§ **What this task involves**:
Each entry below must appear in the answer exactly as written.

[[ Data section, beginning ]]

//! Client-side view of the content service.

use async_trait::async_trait;
use inkpost_api_types::{Post, PostCreateRequest};
use thiserror::Error;
use uuid::Uuid;

#[derive(Debug, Error)]
pub enum ContentError {
    #[error("content service unreachable: {0}")]
    Transport(String),
    #[error("content service rejected the request ({status}): {message}")]
    Rejected { status: u16, message: String },
    #[error("unexpected response from content service: {0}")]
    Decode(String),
}

/// Operations the identity flow needs from the content service.
#[async_trait]
pub trait ContentApi: Send + Sync {
    async fn create_post(&self, request: &PostCreateRequest) -> Result<Post, ContentError>;

    async fn list_posts(&self) -> Result<Vec<Post>, ContentError>;

    async fn get_post(&self, id: Uuid) -> Result<Post, ContentError>;

    /// Relabel every post authored exactly `old_author`; returns the number of posts changed.
    async fn rename_author(&self, old_author: &str, new_author: &str) -> Result<u64, ContentError>;
}
use std::error::Error as StdError;

use axum::http::StatusCode;
use thiserror::Error;

use crate::application::posts::PostServiceError;
use crate::config::LoadError;
use crate::infra::error::InfraError;

/// Diagnostic chain attached to failed responses for the logging middleware.
#[derive(Debug, Clone)]
pub struct ErrorReport {
    pub source: &'static str,
    pub status: StatusCode,
    pub messages: Vec<String>,
}

impl ErrorReport {
    pub fn from_error(source: &'static str, status: StatusCode, error: &dyn StdError) -> Self {
        let mut messages = Vec::new();
        messages.push(error.to_string());
        let mut current = error.source();
        while let Some(inner) = current {
            messages.push(inner.to_string());
            current = inner.source();
        }
        Self {
            source,
            status,
            messages,
        }
    }

    pub fn from_message(
        source: &'static str,
        status: StatusCode,
        message: impl Into<String>,
    ) -> Self {
        Self {
            source,
            status,
            messages: vec![message.into()],
        }
    }

    pub fn attach(self, response: &mut axum::response::Response) {
        response.extensions_mut().insert(self);
    }
}

/// Failure of a server command (`serve`, `seed`, `migrate`).
#[derive(Debug, Error)]
pub enum AppError {
    #[error("failed to load configuration: {0}")]
    Configuration(#[from] LoadError),
    #[error(transparent)]
    Infra(#[from] InfraError),
    #[error(transparent)]
    Posts(#[from] PostServiceError),
    #[error("server stopped unexpectedly: {0}")]
    Server(String),
}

[[ Data section, end ]]

§ **Exercise response**:
//! Client-side view of the content service.

use async_trait::async_trait;
use inkpost_api_types::{Post, PostCreateRequest};
use thiserror::Error;
use uuid::Uuid;

#[derive(Debug, Error)]
pub enum ContentError {
    #[error("content service unreachable: {0}")]
    Transport(String),
    #[error("content service rejected the request ({status}): {message}")]
    Rejected { status: u16, message: String },
    #[error("unexpected response from content service: {0}")]
    Decode(String),
}

/// Operations the identity flow needs from the content service.
#[async_trait]
pub trait ContentApi: Send + Sync {
    async fn create_post(&self, request: &PostCreateRequest) -> Result<Post, ContentError>;

    async fn list_posts(&self) -> Result<Vec<Post>, ContentError>;

    async fn get_post(&self, id: Uuid) -> Result<Post, ContentError>;

    /// Relabel every post authored exactly `old_author`; returns the number of posts changed.
    async fn rename_author(&self, old_author: &str, new_author: &str) -> Result<u64, ContentError>;
}
use std::error::Error as StdError;

use axum::http::StatusCode;
use thiserror::Error;

use crate::application::posts::PostServiceError;
use crate::config::LoadError;
use crate::infra::error::InfraError;

/// Diagnostic chain attached to failed responses for the logging middleware.
#[derive(Debug, Clone)]
pub struct ErrorReport {
    pub source: &'static str,
    pub status: StatusCode,
    pub messages: Vec<String>,
}

impl ErrorReport {
    pub fn from_error(source: &'static str, status: StatusCode, error: &dyn StdError) -> Self {
        let mut messages = Vec::new();
        messages.push(error.to_string());
        let mut current = error.source();
        while let Some(inner) = current {
            messages.push(inner.to_string());
            current = inner.source();
        }
        Self {
            source,
            status,
            messages,
        }
    }

    pub fn from_message(
        source: &'static str,
        status: StatusCode,
        message: impl Into<String>,
    ) -> Self {
        Self {
            source,
            status,
            messages: vec![message.into()],
        }
    }

    pub fn attach(self, response: &mut axum::response::Response) {
        response.extensions_mut().insert(self);
    }
}

/// Failure of a server command (`serve`, `seed`, `migrate`).
#[derive(Debug, Error)]
pub enum AppError {
    #[error("failed to load configuration: {0}")]
    Configuration(#[from] LoadError),
    #[error(transparent)]
    Infra(#[from] InfraError),
    #[error(transparent)]
    Posts(#[from] PostServiceError),
    #[error("server stopped unexpectedly: {0}")]
    Server(String),
}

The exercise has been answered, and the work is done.